(Available data begins)

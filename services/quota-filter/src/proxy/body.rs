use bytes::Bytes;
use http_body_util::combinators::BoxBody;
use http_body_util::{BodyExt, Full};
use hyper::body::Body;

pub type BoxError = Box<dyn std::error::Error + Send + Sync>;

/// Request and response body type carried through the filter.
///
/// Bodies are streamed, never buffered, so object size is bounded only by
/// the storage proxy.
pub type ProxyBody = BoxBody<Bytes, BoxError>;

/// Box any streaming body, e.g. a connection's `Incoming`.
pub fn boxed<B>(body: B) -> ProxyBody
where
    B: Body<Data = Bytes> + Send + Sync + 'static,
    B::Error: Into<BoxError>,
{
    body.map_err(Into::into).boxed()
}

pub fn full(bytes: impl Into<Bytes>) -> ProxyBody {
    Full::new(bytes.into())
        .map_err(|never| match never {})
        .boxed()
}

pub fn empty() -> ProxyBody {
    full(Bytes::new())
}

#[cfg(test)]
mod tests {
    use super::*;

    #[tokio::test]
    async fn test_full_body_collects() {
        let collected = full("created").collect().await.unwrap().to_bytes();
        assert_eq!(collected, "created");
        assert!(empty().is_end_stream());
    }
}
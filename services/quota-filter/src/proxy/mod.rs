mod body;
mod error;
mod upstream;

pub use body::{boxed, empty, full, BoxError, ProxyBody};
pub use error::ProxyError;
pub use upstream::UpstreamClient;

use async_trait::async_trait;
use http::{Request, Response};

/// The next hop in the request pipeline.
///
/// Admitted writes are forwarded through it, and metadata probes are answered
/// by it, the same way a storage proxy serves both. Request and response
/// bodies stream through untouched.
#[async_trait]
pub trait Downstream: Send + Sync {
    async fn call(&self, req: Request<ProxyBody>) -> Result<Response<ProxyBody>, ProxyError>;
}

(Available data ends)
(Available data begins)

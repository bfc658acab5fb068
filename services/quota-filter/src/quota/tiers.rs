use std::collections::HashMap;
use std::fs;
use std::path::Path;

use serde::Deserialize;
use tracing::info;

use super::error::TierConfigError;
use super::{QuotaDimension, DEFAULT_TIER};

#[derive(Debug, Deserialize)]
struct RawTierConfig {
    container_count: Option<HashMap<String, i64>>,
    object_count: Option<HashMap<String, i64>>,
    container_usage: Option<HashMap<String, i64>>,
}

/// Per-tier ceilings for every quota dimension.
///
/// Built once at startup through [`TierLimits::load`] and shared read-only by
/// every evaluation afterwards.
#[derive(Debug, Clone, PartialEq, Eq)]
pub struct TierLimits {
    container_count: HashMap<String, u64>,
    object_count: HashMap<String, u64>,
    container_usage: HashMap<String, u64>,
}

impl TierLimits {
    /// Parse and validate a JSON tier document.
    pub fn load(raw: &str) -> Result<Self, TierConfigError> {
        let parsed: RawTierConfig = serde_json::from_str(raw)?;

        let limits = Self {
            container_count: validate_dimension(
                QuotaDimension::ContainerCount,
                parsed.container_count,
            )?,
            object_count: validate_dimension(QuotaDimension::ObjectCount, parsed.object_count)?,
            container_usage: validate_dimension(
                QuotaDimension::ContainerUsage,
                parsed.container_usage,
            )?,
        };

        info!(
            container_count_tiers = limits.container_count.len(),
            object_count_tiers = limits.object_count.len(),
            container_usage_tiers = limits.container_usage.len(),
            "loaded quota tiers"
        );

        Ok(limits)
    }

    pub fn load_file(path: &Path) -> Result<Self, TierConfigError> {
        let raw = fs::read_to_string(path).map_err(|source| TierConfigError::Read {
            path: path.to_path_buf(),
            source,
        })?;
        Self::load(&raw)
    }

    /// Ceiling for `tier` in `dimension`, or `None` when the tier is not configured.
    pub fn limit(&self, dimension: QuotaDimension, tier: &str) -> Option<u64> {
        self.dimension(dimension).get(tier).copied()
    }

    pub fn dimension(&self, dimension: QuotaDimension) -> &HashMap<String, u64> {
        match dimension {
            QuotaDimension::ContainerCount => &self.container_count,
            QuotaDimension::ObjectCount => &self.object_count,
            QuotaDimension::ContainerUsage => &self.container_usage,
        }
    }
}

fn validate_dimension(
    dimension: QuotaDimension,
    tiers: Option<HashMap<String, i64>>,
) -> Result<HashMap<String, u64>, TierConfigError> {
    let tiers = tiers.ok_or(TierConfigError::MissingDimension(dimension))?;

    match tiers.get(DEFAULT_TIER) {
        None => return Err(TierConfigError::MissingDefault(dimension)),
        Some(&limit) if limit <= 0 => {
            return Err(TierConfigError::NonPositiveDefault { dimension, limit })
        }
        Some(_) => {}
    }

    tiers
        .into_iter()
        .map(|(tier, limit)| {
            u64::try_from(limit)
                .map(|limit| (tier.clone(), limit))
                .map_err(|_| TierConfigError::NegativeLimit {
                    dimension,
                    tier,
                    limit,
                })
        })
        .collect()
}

(Available data ends)
(Available data begins)

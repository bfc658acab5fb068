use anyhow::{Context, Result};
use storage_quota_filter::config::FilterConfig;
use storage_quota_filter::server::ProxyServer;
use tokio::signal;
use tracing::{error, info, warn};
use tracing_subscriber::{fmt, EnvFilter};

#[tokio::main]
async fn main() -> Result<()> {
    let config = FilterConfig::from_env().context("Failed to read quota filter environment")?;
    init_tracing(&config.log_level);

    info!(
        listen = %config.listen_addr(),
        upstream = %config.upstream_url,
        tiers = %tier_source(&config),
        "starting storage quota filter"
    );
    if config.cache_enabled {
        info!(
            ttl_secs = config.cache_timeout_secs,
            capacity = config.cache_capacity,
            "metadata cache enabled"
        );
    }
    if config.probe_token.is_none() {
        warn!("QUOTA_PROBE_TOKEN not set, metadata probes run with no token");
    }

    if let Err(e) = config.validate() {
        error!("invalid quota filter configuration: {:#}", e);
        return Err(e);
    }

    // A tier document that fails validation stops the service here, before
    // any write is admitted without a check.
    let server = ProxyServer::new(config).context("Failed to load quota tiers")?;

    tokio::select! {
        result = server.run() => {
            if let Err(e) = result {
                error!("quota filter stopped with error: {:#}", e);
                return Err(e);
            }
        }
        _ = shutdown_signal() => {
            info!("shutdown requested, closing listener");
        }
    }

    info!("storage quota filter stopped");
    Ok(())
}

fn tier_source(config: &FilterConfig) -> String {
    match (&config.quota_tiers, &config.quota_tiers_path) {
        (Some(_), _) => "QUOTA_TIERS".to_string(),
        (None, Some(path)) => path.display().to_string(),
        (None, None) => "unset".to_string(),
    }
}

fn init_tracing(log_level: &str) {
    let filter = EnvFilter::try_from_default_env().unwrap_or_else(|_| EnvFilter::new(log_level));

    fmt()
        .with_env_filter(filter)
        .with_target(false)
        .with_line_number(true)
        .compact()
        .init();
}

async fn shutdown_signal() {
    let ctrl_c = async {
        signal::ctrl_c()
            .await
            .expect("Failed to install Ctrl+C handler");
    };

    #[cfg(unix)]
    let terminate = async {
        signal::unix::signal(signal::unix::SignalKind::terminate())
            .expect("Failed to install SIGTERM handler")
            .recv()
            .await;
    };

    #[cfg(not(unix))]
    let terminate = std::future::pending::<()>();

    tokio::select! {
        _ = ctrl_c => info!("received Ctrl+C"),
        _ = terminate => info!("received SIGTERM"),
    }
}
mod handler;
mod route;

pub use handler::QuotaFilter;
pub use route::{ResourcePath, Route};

(Available data ends)

## What you should do
Your response should be made up of the lines in the data that contain the word "FilterConfig".

## Task response
use storage_quota_filter::config::FilterConfig;
    let config = FilterConfig::from_env().context("Failed to read quota filter environment")?;
fn tier_source(config: &FilterConfig) -> String {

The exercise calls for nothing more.